On 04/07/2014 09:00 AM, Rob Crittenden wrote:
Simo Sorce wrote:
On Fri, 2014-04-04 at 09:59 +0200, Petr Spacek wrote:
On 4.4.2014 09:17, Martin Kosek wrote:
On 04/04/2014 09:04 AM, Justin Brown wrote:
I would actually do it the opposite way and open the ports after
the FreeIPA server is fully configured. After all, I do not think
we want to open the ports when the server is just half-configured
and for example some ACIs are missing.
My thinking was that nothing would be listening on these ports if the
install doesn't succeed, but there's really necessity to modify the
firewall configuration early. (All of the internal install
communication will be over a local interface (to netfilter) and
unblock anyways. I don't have any problem in delaying firewall
configuration to the end of install.
If ipa-server-install does succeed without configuring the
firewalld, then we
will indeed have no other option than to do it early.

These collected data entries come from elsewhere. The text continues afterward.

//! Canonical JSON: UTF-8, sorted keys, compact separators, no raw floats.
//!
//! Floating point numbers are rendered with fixed six-decimal precision so
//! two processes hashing the same record always see the same bytes.
//! Non-finite values never appear inside `serde_json::Value`; callers that
//! need them use [`float_token`] which produces the `"inf"`/`"-inf"`/`"nan"`
//! sentinels before the value enters a record.

use serde_json::Value;
use std::fmt::Write;

/// Serialize a JSON value into its canonical textual form.
pub fn canonical_json(value: &Value) -> String {
    let mut out = String::new();
    write_value(&mut out, value);
    out
}

/// Convert a float into a canonical JSON value: a fixed-precision string for
/// finite inputs, or one of the `"inf"`/`"-inf"`/`"nan"` sentinels.
pub fn float_token(value: f64) -> Value {
    if value.is_nan() {
        return Value::String("nan".to_string());
    }
    if value.is_infinite() {
        let token = if value > 0.0 { "inf" } else { "-inf" };
        return Value::String(token.to_string());
    }
    Value::String(format!("{value:.6}"))
}

fn write_value(out: &mut String, value: &Value) {
    match value {
        Value::Null => out.push_str("null"),
        Value::Bool(true) => out.push_str("true"),
        Value::Bool(false) => out.push_str("false"),
        Value::Number(num) => {
            if let Some(int) = num.as_i64() {
                let _ = write!(out, "{int}");
            } else if let Some(uint) = num.as_u64() {
                let _ = write!(out, "{uint}");
            } else {
                // Finite by construction: serde_json cannot hold NaN/inf.
                let float = num.as_f64().unwrap_or(0.0);
                let _ = write!(out, "\"{float:.6}\"");
            }
        }
        Value::String(text) => {
            // serde_json string escaping is deterministic.
            let encoded = serde_json::to_string(text).unwrap_or_else(|_| "\"\"".to_string());
            out.push_str(&encoded);
        }
        Value::Array(items) => {
            out.push('[');
            for (idx, item) in items.iter().enumerate() {
                if idx > 0 {
                    out.push(',');
                }
                write_value(out, item);
            }
            out.push(']');
        }
        Value::Object(map) => {
            let mut keys: Vec<&String> = map.keys().collect();
            keys.sort();
            out.push('{');
            for (idx, key) in keys.iter().enumerate() {
                if idx > 0 {
                    out.push(',');
                }
                let encoded = serde_json::to_string(key).unwrap_or_else(|_| "\"\"".to_string());
                out.push_str(&encoded);
                out.push(':');
                write_value(out, &map[key.as_str()]);
            }
            out.push('}');
        }
    }
}

#[cfg(test)]
mod tests {
    use super::*;
    use serde_json::json;

    #[test]
    fn sorts_keys_and_compacts() {
        let value = json!({"b": 1, "a": {"z": [1, 2], "y": "x"}});
        assert_eq!(canonical_json(&value), r#"{"a":{"y":"x","z":[1,2]},"b":1}"#);
    }

    #[test]
    fn floats_render_with_six_decimals() {
        let value = json!({"score": 0.5});
        assert_eq!(canonical_json(&value), r#"{"score":"0.500000"}"#);
    }

    #[test]
    fn float_token_sentinels() {
        assert_eq!(float_token(f64::INFINITY), json!("inf"));
        assert_eq!(float_token(f64::NEG_INFINITY), json!("-inf"));
        assert_eq!(float_token(f64::NAN), json!("nan"));
        assert_eq!(float_token(1.25), json!("1.250000"));
    }

    #[test]
    fn identical_inputs_produce_identical_output() {
        let value = json!({"k": [true, null, "s", 3], "n": {"m": 1}});
        assert_eq!(canonical_json(&value), canonical_json(&value.clone()));
    }
}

I am thinking that we may want to put all the firewalld
configuration in
ipaserver/install/firewalldinstance.py,
and then make the firewalld configuration the actual step of the
installation.
Something like:
...
Configuring Firewall (firewalld)
[1/2]: looking up the right zone
[2/2]: allowing ports
Done configuring Firewall (firewalld).
...
The Service class derived object can be really simple, we would
just reuse the
functionality it already has + let us properly hook into it in
ipa-{server,replica}-install and the uninstallation.
It would also make it easier to split this functionality to
freeipa-server-firewalld if we chose to in a future.
In general I agree with the idea, thank you Justin for working on that!
I would like to emphasis the necessity to work without
NetworkManager and
FirewallD. New dependencies make Debian folks unhappy ...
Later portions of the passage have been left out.